_WORK ITEM_
Please reproduce the full listing exactly, with nothing added.

####

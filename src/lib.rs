//! CLMSR - a continuous LMSR market maker over tick ranges.
//!
//! A market splits an integer outcome range into bins of equal width.
//! Positions buy exposure to a contiguous run of bins and pay one unit per
//! unit of quantity if the settled outcome lands inside it.
//!
//! # Architecture
//!
//! - [`domain`] - Pure logic: WAD fixed point, the lazy multiplicative
//!   range tree, markets, positions and settlement payloads
//! - [`application`] - The [`MarketCore`](application::MarketCore) service,
//!   chunked pricing, access control and the settlement state machine
//! - [`port`] - Traits for the clock, position ledger and payment custody
//! - [`adapter`] - In-memory collaborators, the oracle signer and the CLI
//! - [`infrastructure`] - Configuration, logging and wiring
//! - [`error`] - Crate-wide error type
//!
//! # Example
//!
//! ```no_run
//! use std::sync::Arc;
//!
//! use clmsr::adapter::outbound::ManualClock;
//! use clmsr::domain::{wad, MarketParams};
//! use clmsr::infrastructure::bootstrap::build_in_memory;
//! use clmsr::infrastructure::config::Config;
//!
//! # fn main() -> clmsr::error::Result<()> {
//! let config = Config::parse_toml("")?;
//! let deployment = build_in_memory(&config, Arc::new(ManualClock::new(0)))?;
//! let params = MarketParams {
//!     id: None,
//!     min_tick: 0,
//!     max_tick: 100,
//!     tick_spacing: 10,
//!     start_timestamp: 0,
//!     end_timestamp: 3_600,
//!     settlement_timestamp: None,
//!     alpha: wad::WAD,
//! };
//! let market = deployment.core.create_market(&deployment.operator, &params)?;
//! let cost = deployment.core.calculate_open_cost(market, 20, 40, 1_000_000)?;
//! # Ok(())
//! # }
//! ```

pub mod adapter;
pub mod application;
pub mod domain;
pub mod error;
pub mod infrastructure;
pub mod port;

#[cfg(any(test, feature = "testkit"))]
pub mod testkit;
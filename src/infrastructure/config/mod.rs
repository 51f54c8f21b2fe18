//! Infrastructure configuration modules.

pub mod access;
pub mod logging;
pub mod oracle;
pub mod protocol;
pub mod settings;

pub use settings::Config;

####

_EXERCISE RESPONSE_
filename src/lib.rs
//! CLMSR - a continuous LMSR market maker over tick ranges.
//!
//! A market splits an integer outcome range into bins of equal width.
//! Positions buy exposure to a contiguous run of bins and pay one unit per
//! unit of quantity if the settled outcome lands inside it.
//!
//! # Architecture
//!
//! - [`domain`] - Pure logic: WAD fixed point, the lazy multiplicative
//!   range tree, markets, positions and settlement payloads
//! - [`application`] - The [`MarketCore`](application::MarketCore) service,
//!   chunked pricing, access control and the settlement state machine
//! - [`port`] - Traits for the clock, position ledger and payment custody
//! - [`adapter`] - In-memory collaborators, the oracle signer and the CLI
//! - [`infrastructure`] - Configuration, logging and wiring
//! - [`error`] - Crate-wide error type
//!
//! # Example
//!
//! ```no_run
//! use std::sync::Arc;
//!
//! use clmsr::adapter::outbound::ManualClock;
//! use clmsr::domain::{wad, MarketParams};
//! use clmsr::infrastructure::bootstrap::build_in_memory;
//! use clmsr::infrastructure::config::Config;
//!
//! # fn main() -> clmsr::error::Result<()> {
//! let config = Config::parse_toml("")?;
//! let deployment = build_in_memory(&config, Arc::new(ManualClock::new(0)))?;
//! let params = MarketParams {
//!     id: None,
//!     min_tick: 0,
//!     max_tick: 100,
//!     tick_spacing: 10,
//!     start_timestamp: 0,
//!     end_timestamp: 3_600,
//!     settlement_timestamp: None,
//!     alpha: wad::WAD,
//! };
//! let market = deployment.core.create_market(&deployment.operator, &params)?;
//! let cost = deployment.core.calculate_open_cost(market, 20, 40, 1_000_000)?;
//! # Ok(())
//! # }
//! ```

pub mod adapter;
pub mod application;
pub mod domain;
pub mod error;
pub mod infrastructure;
pub mod port;

#[cfg(any(test, feature = "testkit"))]
pub mod testkit;
filename src/infrastructure/config/mod.rs
repository 51f54c8f21b2fe18
//! Infrastructure configuration modules.

pub mod access;
pub mod logging;
pub mod oracle;
pub mod protocol;
pub mod settings;

pub use settings::Config;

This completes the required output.